• Supplied material:
* * *

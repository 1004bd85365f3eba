//! Errors raised by secret store and crypto plugins.

use thiserror::Error;

/// Failures from plugin selection, content translation and the backends.
#[derive(Error, Debug)]
pub enum PluginError {
    #[error("Secret store plugin \"{name}\" not found")]
    PluginNotFound { name: String },

    #[error("No secret store plugins have been configured")]
    StorePluginsNotConfigured,

    #[error("Secret store plugin \"{name}\" is not available or is misconfigured")]
    StorePluginNotAvailable { name: String },

    #[error("No secret store plugin supports storing secrets: {reason}")]
    StoreSupportedPluginNotFound { reason: String },

    #[error("No secret store plugin supports generating secrets with algorithm '{algorithm}'")]
    GenerateSupportedPluginNotFound { algorithm: String },

    #[error("Crypto plugin \"{name}\" not found")]
    CryptoPluginNotFound { name: String },

    #[error("No crypto plugins have been configured")]
    CryptoPluginsNotConfigured,

    #[error("Crypto plugin does not support the requested operation: {operation}")]
    CryptoUnsupportedOperation { operation: String },

    #[error("Failed to bind kek metadata for plugin: {plugin}")]
    KekBindingFailed { plugin: String },

    #[error("Project KEK has not been created for this plugin")]
    KekNotCreated,

    #[error("Content-Type of '{content_type}' is not supported")]
    ContentTypeNotSupported { content_type: String },

    #[error("Content-Encoding of '{encoding}' is not supported")]
    ContentEncodingNotSupported { encoding: String },

    #[error("Content-Encoding must be base64 for this content type")]
    ContentEncodingMustBeBase64,

    #[error("No secret information provided to encrypt")]
    NoPayloadProvided,

    #[error("Problem decoding payload")]
    PayloadDecoding,

    #[error("Accept of '{accept}' is not supported")]
    AcceptNotSupported { accept: String },

    #[error("Secret algorithm of '{algorithm}' is not supported")]
    AlgorithmNotSupported { algorithm: String },

    #[error("Secret generation is not supported: {reason}")]
    GenerateNotSupported { reason: String },

    #[error("{plugin} does not implement {operation}")]
    NotImplemented { plugin: String, operation: String },

    #[error("No secret information found")]
    SecretNotFound,

    #[error("HSM returned response code: {code}")]
    P11 { code: String },

    #[error("Key with label '{label}' not found in the HSM")]
    P11KeyNotFound { label: String },

    #[error("More than one key found for label '{label}'")]
    P11DuplicateKeys { label: String },

    #[error("HMAC verification of the wrapped project KEK failed")]
    P11HmacVerification,

    #[error("Apparent RNG self-test failure")]
    RngSelfTest,

    #[error("KMIP operation failed. Status: {status}, Reason: {reason}, Message: {message}")]
    Kmip { status: String, reason: String, message: String },

    #[error("Dogtag KRA request failed: {message}")]
    Dogtag { message: String },

    #[error("Secret store backend error: {message}")]
    General { message: String },

    #[error("Multiple secret stores support is not enabled")]
    MultipleStoresNotEnabled,

    #[error("Invalid plugin configuration: {message}")]
    Config { message: String },
}

impl PluginError {
    pub fn general<S: Into<String>>(message: S) -> Self {
        Self::General { message: message.into() }
    }

    pub fn p11<S: Into<String>>(code: S) -> Self {
        Self::P11 { code: code.into() }
    }

    pub fn config<S: Into<String>>(message: S) -> Self {
        Self::Config { message: message.into() }
    }

    pub fn not_implemented<P: Into<String>, O: Into<String>>(plugin: P, operation: O) -> Self {
        Self::NotImplemented { plugin: plugin.into(), operation: operation.into() }
    }

    /// Machine-readable kind used in API error bodies and metrics labels.
    pub fn kind(&self) -> &'static str {
        match self {
            PluginError::PluginNotFound { .. } => "plugin_not_found",
            PluginError::StorePluginsNotConfigured => "store_plugins_not_configured",
            PluginError::StorePluginNotAvailable { .. } => "store_plugin_not_available",
            PluginError::StoreSupportedPluginNotFound { .. } => "store_supported_plugin_not_found",
            PluginError::GenerateSupportedPluginNotFound { .. } => {
                "generate_supported_plugin_not_found"
            }
            PluginError::CryptoPluginNotFound { .. } => "crypto_plugin_not_found",
            PluginError::CryptoPluginsNotConfigured => "crypto_plugins_not_configured",
            PluginError::CryptoUnsupportedOperation { .. } => "crypto_unsupported_operation",
            PluginError::KekBindingFailed { .. } => "kek_binding_failed",
            PluginError::KekNotCreated => "kek_not_created",
            PluginError::ContentTypeNotSupported { .. } => "content_type_not_supported",
            PluginError::ContentEncodingNotSupported { .. } => "content_encoding_not_supported",
            PluginError::ContentEncodingMustBeBase64 => "content_encoding_must_be_base64",
            PluginError::NoPayloadProvided => "no_payload_provided",
            PluginError::PayloadDecoding => "payload_decoding",
            PluginError::AcceptNotSupported { .. } => "accept_not_supported",
            PluginError::AlgorithmNotSupported { .. } => "algorithm_not_supported",
            PluginError::GenerateNotSupported { .. } => "generate_not_supported",
            PluginError::NotImplemented { .. } => "not_implemented",
            PluginError::SecretNotFound => "secret_not_found",
            PluginError::P11 { .. } => "p11_error",
            PluginError::P11KeyNotFound { .. } => "p11_key_not_found",
            PluginError::P11DuplicateKeys { .. } => "p11_duplicate_keys",
            PluginError::P11HmacVerification => "p11_hmac_verification",
            PluginError::RngSelfTest => "rng_self_test",
            PluginError::Kmip { .. } => "kmip_error",
            PluginError::Dogtag { .. } => "dogtag_error",
            PluginError::General { .. } => "secret_store_error",
            PluginError::MultipleStoresNotEnabled => "multiple_stores_not_enabled",
            PluginError::Config { .. } => "plugin_config",
        }
    }

    /// HTTP status code for this failure
    pub fn status_code(&self) -> u16 {
        match self {
            PluginError::PluginNotFound { .. }
            | PluginError::StoreSupportedPluginNotFound { .. }
            | PluginError::GenerateSupportedPluginNotFound { .. }
            | PluginError::CryptoUnsupportedOperation { .. }
            | PluginError::ContentTypeNotSupported { .. }
            | PluginError::ContentEncodingNotSupported { .. }
            | PluginError::ContentEncodingMustBeBase64
            | PluginError::NoPayloadProvided
            | PluginError::PayloadDecoding
            | PluginError::AlgorithmNotSupported { .. }
            | PluginError::GenerateNotSupported { .. }
            | PluginError::NotImplemented { .. } => 400,
            PluginError::SecretNotFound | PluginError::MultipleStoresNotEnabled => 404,
            PluginError::AcceptNotSupported { .. } => 406,
            PluginError::StorePluginNotAvailable { .. } => 503,
            _ => 500,
        }
    }

    /// Transport-level backend failures may succeed on retry.
    pub fn is_retryable(&self) -> bool {
        matches!(self, PluginError::Dogtag { .. } | PluginError::General { .. })
    }
}

#[cfg(test)]
mod tests {
    use super::*;

    #[test]
    fn client_errors_map_to_400() {
        assert_eq!(PluginError::NoPayloadProvided.status_code(), 400);
        assert_eq!(
            PluginError::ContentTypeNotSupported { content_type: "x/y".into() }.status_code(),
            400
        );
        assert_eq!(PluginError::PluginNotFound { name: "nope".into() }.status_code(), 400);
    }

    #[test]
    fn backend_errors_map_to_500() {
        assert_eq!(PluginError::P11HmacVerification.status_code(), 500);
        assert_eq!(PluginError::RngSelfTest.status_code(), 500);
        assert_eq!(PluginError::KekNotCreated.status_code(), 500);
    }

    #[test]
    fn kmip_message_carries_status_reason_and_message() {
        let err = PluginError::Kmip {
            status: "OperationFailed".into(),
            reason: "ItemNotFound".into(),
            message: "no such object".into(),
        };
        assert_eq!(
            err.to_string(),
            "KMIP operation failed. Status: OperationFailed, Reason: ItemNotFound, \
             Message: no such object"
        );
        assert_eq!(err.kind(), "kmip_error");
    }
}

* * *

• What you will do: Copy out every line of the entries where the string "AlgorithmNotSupported" shows up.

• Task solution:
    AlgorithmNotSupported { algorithm: String },
            PluginError::AlgorithmNotSupported { .. } => "algorithm_not_supported",
            | PluginError::AlgorithmNotSupported { .. }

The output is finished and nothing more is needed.